--- EXERCISE INSTRUCTIONS ---
Each line of the records below that holds "static" should be copied out.

*** RECORDS FOR THE EXERCISE Section Begins ***

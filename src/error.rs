use axum::{
    http::StatusCode,
    response::{IntoResponse, Response},
    Json,
};
use serde_json::json;
use thiserror::Error;
use tracing::error;

/// Domain failures, mapped one-to-one onto response status codes.
#[derive(Debug, Error)]
pub enum ApiError {
    #[error("{0}")]
    Validation(&'static str),
    #[error("User already exists")]
    DuplicateEmail,
    #[error("Invalid credentials")]
    InvalidCredentials,
    #[error("Access denied, token missing or incorrect")]
    Unauthenticated,
    #[error("Invalid or expired token")]
    InvalidToken,
    #[error("{0} not found")]
    NotFound(&'static str),
    #[error("Server error")]
    Internal(#[from] anyhow::Error),
}

impl ApiError {
    pub fn status(&self) -> StatusCode {
        match self {
            ApiError::Validation(_) | ApiError::DuplicateEmail | ApiError::InvalidCredentials => {
                StatusCode::BAD_REQUEST
            }
            ApiError::Unauthenticated | ApiError::InvalidToken => StatusCode::UNAUTHORIZED,
            ApiError::NotFound(_) => StatusCode::NOT_FOUND,
            ApiError::Internal(_) => StatusCode::INTERNAL_SERVER_ERROR,
        }
    }
}

impl IntoResponse for ApiError {
    fn into_response(self) -> Response {
        // The underlying error goes to the log, never into the body.
        if let ApiError::Internal(ref e) = self {
            error!(error = %e, "internal error");
        }
        let status = self.status();
        (status, Json(json!({ "message": self.to_string() }))).into_response()
    }
}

*** RECORDS FOR THE EXERCISE Section Ends ***

--- WRITTEN RESPONSE ---
    Validation(&'static str),
    NotFound(&'static str),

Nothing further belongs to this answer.